Posted: Thu Oct 12, 2017 4:14 pm
by Queequeg
Malcolm wrote: Thu Oct 12, 2017 1:23 am But still, there is no buddha in a buddha, and we come by this knowledge via convention as well. The minute you start believing there is a buddha in a buddha, you begin to make ridiculous distinctions such as claiming this buddha is better than that buddha and so forth, that Śakyamuni is better than Amitabha or Mahāvairocana. Such distinctions are utterly false and deluded.
There are buddhas in the conventional sense. Buddhas are insubstantial in the absolute sense. Notwithstanding, buddhas are thus.

Shakyamuni is the emanation who appeared in this world. He was born at Lumbini, awoke at Gaya, first turned the wheel at Sarnath, and passed at Kusinagara. He is also the Buddha who actually first attained awakening in the infinitely remote past.
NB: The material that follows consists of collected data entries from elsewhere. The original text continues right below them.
#![forbid(unsafe_code)]
//! Identifier newtypes, validated geometry, and on-disk codec helpers
//! shared by every LSS crate.

use serde::{Deserialize, Serialize};
use thiserror::Error;

/// Number of bytes of the hidden per-block prefix (the block sequence id).
pub const BLOCK_PREFIX_BYTES: usize = 8;

/// Stable logical block identifier assigned by the caller.
///
/// Dense small integers; `BlockId::NULL` never names a real block.
#[derive(Debug, Clone, Copy, PartialEq, Eq, PartialOrd, Ord, Hash, Serialize, Deserialize)]
pub struct BlockId(pub u64);

impl BlockId {
    pub const NULL: Self = Self(u64::MAX);

    #[must_use]
    pub fn is_null(self) -> bool {
        self == Self::NULL
    }
}

/// Monotonic counter stamped into every data block and metablock.
///
/// Used at recovery to pick the freshest metablock and reject torn
/// blocks. Zero is the "never written" value.
#[derive(Debug, Clone, Copy, PartialEq, Eq, PartialOrd, Ord, Hash, Serialize, Deserialize)]
pub struct BlockSequenceId(pub u64);

impl BlockSequenceId {
    pub const NULL: Self = Self(0);

    /// The next sequence id after this one.
    #[must_use]
    pub fn next(self) -> Self {
        Self(self.0.saturating_add(1))
    }
}

/// Monotonic per-block timestamp, preserved across rewrites unless the
/// caller supplies a new value.
#[derive(Debug, Clone, Copy, PartialEq, Eq, PartialOrd, Ord, Hash, Serialize, Deserialize)]
pub struct Recency(pub u64);

impl Recency {
    pub const DISTANT_PAST: Self = Self(0);
}

const LIVE_FLAG: u64 = 1 << 63;
const UNUSED_REPR: u64 = u64::MAX;

/// Byte offset of a block in the file, or the "unused" sentinel.
///
/// Bit 63 is the liveness flag; the all-ones pattern means the slot is
/// absent or deleted. Real offsets are block-aligned and below 2^63.
#[derive(Debug, Clone, Copy, PartialEq, Eq, Hash, Serialize, Deserialize)]
pub struct FlaggedOffset(u64);

impl FlaggedOffset {
    pub const UNUSED: Self = Self(UNUSED_REPR);

    /// Wrap a live byte offset.
    ///
    /// # Panics
    /// If `offset` has bit 63 set (offsets that large cannot occur in a
    /// single file).
    #[must_use]
    pub fn live(offset: u64) -> Self {
        assert!(offset & LIVE_FLAG == 0, "offset {offset:#x} overflows the live flag");
        Self(offset | LIVE_FLAG)
    }

    #[must_use]
    pub fn has_value(self) -> bool {
        self.0 != UNUSED_REPR && self.0 & LIVE_FLAG != 0
    }

    /// The byte offset, if this slot is live.
    #[must_use]
    pub fn value(self) -> Option<u64> {
        if self.has_value() {
            Some(self.0 & !LIVE_FLAG)
        } else {
            None
        }
    }

    /// Raw on-disk representation.
    #[must_use]
    pub fn to_repr(self) -> u64 {
        self.0
    }

    /// Rebuild from the on-disk representation.
    ///
    /// Anything that is neither the sentinel nor a flagged offset decodes
    /// to `UNUSED`; torn journal records are caught by their CRC first.
    #[must_use]
    pub fn from_repr(repr: u64) -> Self {
        if repr == UNUSED_REPR || repr & LIVE_FLAG != 0 {
            Self(repr)
        } else {
            Self::UNUSED
        }
    }
}

/// Validated block size (power of two in 1024..=65536).
#[derive(Debug, Clone, Copy, PartialEq, Eq, PartialOrd, Ord, Hash, Serialize, Deserialize)]
pub struct BlockSize(u32);

impl BlockSize {
    pub fn new(value: u32) -> Result<Self, ParseError> {
        if !value.is_power_of_two() || !(1024..=65536).contains(&value) {
            return Err(ParseError::InvalidField {
                field: "block_size",
                reason: "must be a power of two in 1024..=65536",
            });
        }
        Ok(Self(value))
    }

    #[must_use]
    pub fn get(self) -> u32 {
        self.0
    }

    /// Whole-block size as a usize.
    #[must_use]
    pub fn bytes(self) -> usize {
        self.0 as usize
    }

    /// Caller-visible payload size (block minus the hidden prefix).
    #[must_use]
    pub fn payload_bytes(self) -> usize {
        self.bytes() - BLOCK_PREFIX_BYTES
    }

    /// Whether `offset` falls on a block boundary.
    #[must_use]
    pub fn is_aligned(self, offset: u64) -> bool {
        offset % u64::from(self.0) == 0
    }
}

/// Validated extent size (a nonzero multiple of the block size).
#[derive(Debug, Clone, Copy, PartialEq, Eq, PartialOrd, Ord, Hash, Serialize, Deserialize)]
pub struct ExtentSize(u64);

impl ExtentSize {
    pub fn new(value: u64, block_size: BlockSize) -> Result<Self, ParseError> {
        if value == 0 || value % u64::from(block_size.get()) != 0 {
            return Err(ParseError::InvalidField {
                field: "extent_size",
                reason: "must be a nonzero multiple of the block size",
            });
        }
        Ok(Self(value))
    }

    #[must_use]
    pub fn get(self) -> u64 {
        self.0
    }
}

/// Immutable geometry written into the static header at creation time.
#[derive(Debug, Clone, Copy, PartialEq, Eq, Serialize, Deserialize)]
pub struct StaticConfig {
    pub block_size: BlockSize,
    pub extent_size: ExtentSize,
}

impl StaticConfig {
    pub fn new(block_size: u32, extent_size: u64) -> Result<Self, ParseError> {
        let block_size = BlockSize::new(block_size)?;
        let extent_size = ExtentSize::new(extent_size, block_size)?;
        Ok(Self {
            block_size,
            extent_size,
        })
    }

    /// Number of blocks per extent.
    #[must_use]
    pub fn blocks_per_extent(self) -> u64 {
        self.extent_size.get() / u64::from(self.block_size.get())
    }

    /// Byte offset of the extent containing `offset`.
    #[must_use]
    pub fn extent_of(self, offset: u64) -> u64 {
        offset - offset % self.extent_size.get()
    }

    /// Slot index of a block offset within its extent.
    #[must_use]
    pub fn slot_of(self, offset: u64) -> usize {
        usize::try_from(offset % self.extent_size.get() / u64::from(self.block_size.get()))
            .unwrap_or(usize::MAX)
    }
}

/// Tunables that may differ per run of the same file.
#[derive(Debug, Clone, Copy, PartialEq, Serialize, Deserialize)]
pub struct DynamicConfig {
    /// Garbage fraction across full data extents above which GC starts.
    pub gc_high_ratio: f64,
    /// Garbage fraction below which a running GC pass stops.
    pub gc_low_ratio: f64,
    /// Live-entry fraction in the LBA extents below which the index is
    /// compacted into a fresh superblock.
    pub lba_gc_threshold: f64,
    /// Whether read-ahead sinks are offered buffers.
    pub read_ahead: bool,
}

impl Default for DynamicConfig {
    fn default() -> Self {
        Self {
            gc_high_ratio: 0.65,
            gc_low_ratio: 0.50,
            lba_gc_threshold: 0.50,
            read_ahead: false,
        }
    }
}

impl DynamicConfig {
    pub fn validate(self) -> Result<Self, ParseError> {
        if !(0.0..=1.0).contains(&self.gc_high_ratio)
            || !(0.0..=1.0).contains(&self.gc_low_ratio)
            || self.gc_low_ratio > self.gc_high_ratio
        {
            return Err(ParseError::InvalidField {
                field: "gc_ratio",
                reason: "must satisfy 0 <= low <= high <= 1",
            });
        }
        if !(0.0..=1.0).contains(&self.lba_gc_threshold) {
            return Err(ParseError::InvalidField {
                field: "lba_gc_threshold",
                reason: "must be in 0..=1",
            });
        }
        Ok(self)
    }
}

#[derive(Debug, Error, Clone, PartialEq, Eq)]
pub enum ParseError {
    #[error("insufficient data: need {needed} bytes at offset {offset}, got {actual}")]
    InsufficientData {
        needed: usize,
        offset: usize,
        actual: usize,
    },
    #[error("invalid magic: expected {expected:#x}, got {actual:#x}")]
    InvalidMagic { expected: u64, actual: u64 },
    #[error("invalid field: {field} ({reason})")]
    InvalidField {
        field: &'static str,
        reason: &'static str,
    },
    #[error("checksum mismatch: expected {expected:#010x}, got {actual:#010x}")]
    ChecksumMismatch { expected: u32, actual: u32 },
}

#[inline]
pub fn ensure_slice(data: &[u8], offset: usize, len: usize) -> Result<&[u8], ParseError> {
    let Some(end) = offset.checked_add(len) else {
        return Err(ParseError::InvalidField {
            field: "offset",
            reason: "overflow",
        });
    };

    if end > data.len() {
        return Err(ParseError::InsufficientData {
            needed: len,
            offset,
            actual: data.len().saturating_sub(offset),
        });
    }

    Ok(&data[offset..end])
}

#[inline]
pub fn read_le_u16(data: &[u8], offset: usize) -> Result<u16, ParseError> {
    let bytes = ensure_slice(data, offset, 2)?;
    Ok(u16::from_le_bytes([bytes[0], bytes[1]]))
}

#[inline]
pub fn read_le_u32(data: &[u8], offset: usize) -> Result<u32, ParseError> {
    let bytes = ensure_slice(data, offset, 4)?;
    Ok(u32::from_le_bytes([bytes[0], bytes[1], bytes[2], bytes[3]]))
}

#[inline]
pub fn read_le_u64(data: &[u8], offset: usize) -> Result<u64, ParseError> {
    let bytes = ensure_slice(data, offset, 8)?;
    Ok(u64::from_le_bytes([
        bytes[0], bytes[1], bytes[2], bytes[3], bytes[4], bytes[5], bytes[6], bytes[7],
    ]))
}

#[inline]
pub fn read_fixed<const N: usize>(data: &[u8], offset: usize) -> Result<[u8; N], ParseError> {
    let bytes = ensure_slice(data, offset, N)?;
    let mut out = [0_u8; N];
    out.copy_from_slice(bytes);
    Ok(out)
}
As explained completely in the Lotus Sutra, and completely and/or incompletely in other sutras, there is no tension between these two teachings.

Shakyamuni appeared in this Saha world in perfect complement to the us beings here. He is the perfect upaya for us. Amitabha, Mahavairocana and other buddhas of the ten directions, all of which are emanation bodies of this same Buddha, have only imperfectly appeared in this Saha world, and most only when summoned to testify to the veracity of Shakyamuni's most profound teachngs. In comparison, in this world, for the causes and conditions of the beings in this world, they can only offer incomplete or at best, mixed benefit, and so comparatively speaking, in context, we do say that Shakyamuni is better... for us. We honor Shakyamuni as the supreme buddha whose bodies have no beginning or end because he is our teacher in this world. In another time, in another place, we would honor the Buddha in the identity assumed there. But, we are not there. We are here.